O poeta e crítico de arte Ferreira Gullar, 80 anos, revela "perplexidade" com a decisão do museu. "A princípio, me parece um pouco estranho. Sem examinar, sem conhecer as razões, é difícil que uma instituição se negue a aceitar uma doação de um artista da importância do Ianelli. É, de fato, surpreendente. Eu era amigo do Ianelli, admirava a obra, sem dúvida eu lamento isso. É uma coisa estranha... Só digo a você que estou perplexo, perplexo, não estou entendendo nada".
Ao ser informado sobre as justificativas do museu, Ferreira Gullar reforça a estranheza. "Nenhuma instituição se nega a aceitar as obras de um artista da importância do Ianelli, porque isso enriquece o acervo. É estranho. O museu deve ter lá suas razões, mas, olhando assim de longe, eu confesso que estou surpreendido".
Com sentimento idêntico, o museólogo e ex-curador do Masp, Fábio Magalhães, destaca a importância artística de Ianelli. "Seguramente, seu papel histórico está crescendo com o tempo. Ele é um artista que ultrapassou as fronteiras do Brasil, passou as fronteiras internacionais. É indiscutível. Há depoimentos críticos sobre isso. Eu me surpreendo. Estou criando o Museu de Arte Contemporânea de Sorocaba (SP) e solicitei à família que doasse algumas obras, porque ainda não existia quando ele fez o testamento. Temos interesse em receber as obras de Ianelli", enfatiza.
Magalhães avalia que os museus podem se equivocar nas suas escolhas. Fundado em 1931, o Whitney Museum of American Art foi criado a partir de uma coleção de arte americana rejeitada pelo MoMA (The Museum of Modern Art), de Nova Iorque. "Depois, ele voltou atrás e hoje tem uma coleção americana enorme. Os museus também se equivocam e, muitas vezes, isso fica claro num pequeno período de tempo. É humano, as pessoas se equivocam", afirma o crítico. "Sei que a Kátia Ianelli é muito atenciosa nessas coisas. Não acredito que ela não tenha visto as obras existentes para fazer uma doação criteriosa. A única coisa que posso ficar é surpreso".
O diplomata Gilberto Chateaubriand, dono de uma das maiores coleções privadas de arte brasileira, cedida em comodato ao MAM do Rio de Janeiro, prefere não opinar sobre o assunto, por não ter acompanhado de perto. Ele apenas relata que os museus internacionais costumam acolher essas doações, "desde que tenham disponibilidade física e interesse cultural". "Mas é o Ianelli, meu Deus", diz.
O testamento
"A gente não sabia da existência do testamento", relembra Rubens Ianelli. "Ele já tinha uma listinha. A doação era um consenso aqui em casa". Em conversas com os filhos, o pintor manifestava a vontade de doar as obras mais representativas para alguns museus brasileiros e internacionais, num esforço de permanência artística. O trabalho de catalogação, com o rastreamento de quadros e esculturas, já dura oito anos.
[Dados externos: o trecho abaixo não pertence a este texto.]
//! AI client module for LLM integration via OpenRouter.
//!
//! This module provides:
//! - `AiClient` trait for abstracting AI providers
//! - `CachingAiClient` implementation with disk-based caching
//! - Configuration via environment variables
//! - Prompt templates and the estimation operations built on them
//! - `FakeAiClient` for offline tests
//!
//! # Configuration
//!
//! Set these environment variables:
//!
//! - `OPENROUTER_API_KEY` (required): Your OpenRouter API key
//! - `PLATELOG_AI_MODEL` (optional): Model name, e.g., "openai/gpt-4o-mini"
//! - `PLATELOG_AI_BASE_URL` (optional): API base URL
//! - `PLATELOG_AI_CACHE_DIR` (optional): Cache directory path
//! - `PLATELOG_AI_OFFLINE` (optional): Set to "true" to use cache only
//! - `PLATELOG_AI_RATE_LIMIT_MS` (optional): Delay between requests in ms
//! - `PLATELOG_AI_TIMEOUT_SECS` (optional): Per-call deadline in seconds
//!
//! # Example
//!
//! ```ignore
//! use platelog_core::ai::{estimate_from_dish_name, CachingAiClient};
//!
//! let client = CachingAiClient::from_env()?;
//! let result = estimate_from_dish_name(&client, "Koshary", Some("1 plate")).await?;
//! println!("{} kcal", result.estimate.estimated_calories.unwrap_or(0.0));
//! ```

mod cache;
mod client;
mod config;
mod dish_name;
mod fake;
mod food_image;
pub mod prompts;
mod response;
mod suggest_meals;
mod types;

pub use cache::{AiCache, CacheKey, CacheStats, CachedAiResponse};
pub use client::{AiClient, AiError, CachingAiClient};
pub use config::{AiConfig, ConfigError};
pub use dish_name::{estimate_from_dish_name, DishNameResult};
pub use fake::FakeAiClient;
pub use food_image::{estimate_from_image, FoodImageResult};
pub use suggest_meals::{suggest_meals, SuggestMealsResult};
pub use types::{ChatMessage, ChatRequest, ChatResponse, ImageData, Role, Usage};
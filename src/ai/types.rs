//! AI request and response types.

use serde::{Deserialize, Serialize};

/// Role in a chat conversation.
#[derive(Debug, Clone, Copy, PartialEq, Eq, Serialize, Deserialize)]
#[serde(rename_all = "lowercase")]
pub enum Role {
    System,
    User,
    Assistant,
}

/// An image attached to a chat message, as a base64 data URI.
///
/// Expected format: `data:<mimetype>;base64,<encoded_data>`. The URI is passed
/// through to the vision API unchanged; producing a well-formed URI is the
/// caller's responsibility.
#[derive(Debug, Clone, Serialize, Deserialize)]
pub struct ImageData {
    pub data_uri: String,
}

impl ImageData {
    pub fn new(data_uri: impl Into<String>) -> Self {
        Self {
            data_uri: data_uri.into(),
        }
    }
}

/// A message in a chat conversation.
#[derive(Debug, Clone, Serialize, Deserialize)]
pub struct ChatMessage {
    pub role: Role,
    pub content: String,
    /// Images attached to this message (user messages only).
    #[serde(default, skip_serializing_if = "Vec::is_empty")]
    pub images: Vec<ImageData>,
}

impl ChatMessage {
    pub fn system(content: impl Into<String>) -> Self {
        Self {
            role: Role::System,
            content: content.into(),
            images: vec![],
        }
    }

    pub fn user(content: impl Into<String>) -> Self {
        Self {
            role: Role::User,
            content: content.into(),
            images: vec![],
        }
    }

    pub fn user_with_images(content: impl Into<String>, images: Vec<ImageData>) -> Self {
        Self {
            role: Role::User,
            content: content.into(),
            images,
        }
    }

    pub fn assistant(content: impl Into<String>) -> Self {
        Self {
            role: Role::Assistant,
            content: content.into(),
            images: vec![],
        }
    }
}

/// Request for a chat completion.
#[derive(Debug, Clone, Default, Serialize)]
pub struct ChatRequest {
    pub messages: Vec<ChatMessage>,
    #[serde(skip_serializing_if = "Option::is_none")]
    pub max_tokens: Option<u32>,
    #[serde(skip_serializing_if = "Option::is_none")]
    pub temperature: Option<f32>,
    /// If true, request JSON response format.
    #[serde(skip)]
    pub json_response: bool,
}

/// Token usage information.
#[derive(Debug, Clone, Default, Serialize, Deserialize)]
pub struct Usage {
    pub prompt_tokens: u32,
    pub completion_tokens: u32,
    pub total_tokens: u32,
}

/// Response from a chat completion.
#[derive(Debug, Clone, Serialize, Deserialize)]
pub struct ChatResponse {
    /// The generated content.
    pub content: String,
    /// Token usage statistics.
    pub usage: Usage,
    /// Whether this response came from cache.
    #[serde(default)]
    pub cached: bool,
}
//! Meal suggestion generation.

use serde::Deserialize;

use crate::ai::prompts::suggest_meals::{render_suggest_meals_prompt, SUGGEST_MEALS_PROMPT_NAME};
use crate::ai::response::parse_model_json;
use crate::ai::{AiClient, ChatMessage, ChatRequest, Usage};
use crate::error::EstimateError;
use crate::nutrition::{MealPreferences, MealSuggestion, NutritionalEstimate};
use crate::validate::validate_estimate;

/// One suggestion as the model returns it, before validating the nested
/// nutrition estimate.
#[derive(Debug, Deserialize)]
struct RawSuggestion {
    name: String,
    ingredients: String,
    instructions: String,
    #[serde(default)]
    nutrition: Option<NutritionalEstimate>,
}

/// Result of a meal suggestion request.
#[derive(Debug)]
pub struct SuggestMealsResult {
    pub suggestions: Vec<MealSuggestion>,
    pub cached: bool,
    pub usage: Usage,
}

/// Request diverse meal ideas matching the given preferences, in one model
/// call.
///
/// Returns either `prefs.num_suggestions` suggestions or an empty list when
/// the constraints are infeasible; an empty list is not an error. Each nested
/// nutrition estimate goes through the same validation gate as the single-dish
/// estimators. A suggestion whose nested estimate fails validation keeps its
/// recipe but has its nutrition degraded to unknown; one bad estimate never
/// discards the batch.
pub async fn suggest_meals(
    ai_client: &dyn AiClient,
    prefs: &MealPreferences,
) -> Result<SuggestMealsResult, EstimateError> {
    let prompt = render_suggest_meals_prompt(prefs);
    let request = ChatRequest {
        messages: vec![ChatMessage::user(prompt)],
        json_response: false,
        max_tokens: Some(4096),
        temperature: Some(0.7),
    };

    let response = ai_client
        .complete(SUGGEST_MEALS_PROMPT_NAME, request)
        .await
        .map_err(|e| EstimateError::SuggestionGenerationFailed(e.to_string()))?;

    let raw: Vec<RawSuggestion> = parse_model_json(&response.content).ok_or_else(|| {
        let excerpt: String = response.content.chars().take(120).collect();
        EstimateError::SuggestionGenerationFailed(format!(
            "response was not a JSON array of suggestions: {:?}",
            excerpt
        ))
    })?;

    // All-or-nothing batch contract: an empty array means the constraints were
    // infeasible, any other count must match the request exactly.
    if !raw.is_empty() && raw.len() != prefs.num_suggestions as usize {
        return Err(EstimateError::SuggestionGenerationFailed(format!(
            "requested {} suggestions, model returned {}",
            prefs.num_suggestions,
            raw.len()
        )));
    }

    let suggestions = raw
        .into_iter()
        .map(|s| {
            let nutrition = match validate_estimate(s.nutrition) {
                Ok(estimate) => Some(estimate),
                Err(e) => {
                    tracing::warn!(
                        meal = %s.name,
                        error = %e,
                        "Degrading suggestion nutrition to unknown"
                    );
                    None
                }
            };
            MealSuggestion {
                name: s.name,
                ingredients: s.ingredients,
                instructions: s.instructions,
                nutrition,
            }
        })
        .collect();

    Ok(SuggestMealsResult {
        suggestions,
        cached: response.cached,
        usage: response.usage,
    })
}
Após a morte de Ianelli, Kátia iniciou a seleção, amparando-se nas velhas indicações do pai. Rubens cuidou do encaminhamento das obras para os museus. Cada instituição recebeu uma pasta com a ficha catalográfica.
Em março de 2011, o Mon de Curitiba realizou a primeira mostra dos 16 quadros doados por Ianelli (contava com apenas três obras dele no acervo). E exemplares da fase figurativa agora se encontram na Pinacoteca de São Paulo. A partir dos anos 60, Ianelli se dedicou ao abstracionismo informal e chegou, na década 70, à abstração geométrica, com retângulos e quadrados interpenetrados.
No mercado, suas obras têm valorização crescente. Em agosto de 2009, num leilão realizado no centro de convenções B'Nai B'Rith, em São Paulo, os lances iniciais de dois de seus quadros foram de R$ 200 mil e R$ 150 mil.
"Com o MAM, ele tinha uma relação diferente, porque participou desde o começo, criou a biblioteca que não existia e fez a primeira retrospectiva lá", recorda-se Rubens. O destino das 14 obras rejeitadas depende da Justiça e ainda não está definido. Um gesto raro de doação segue suspenso no ar, sem moldura.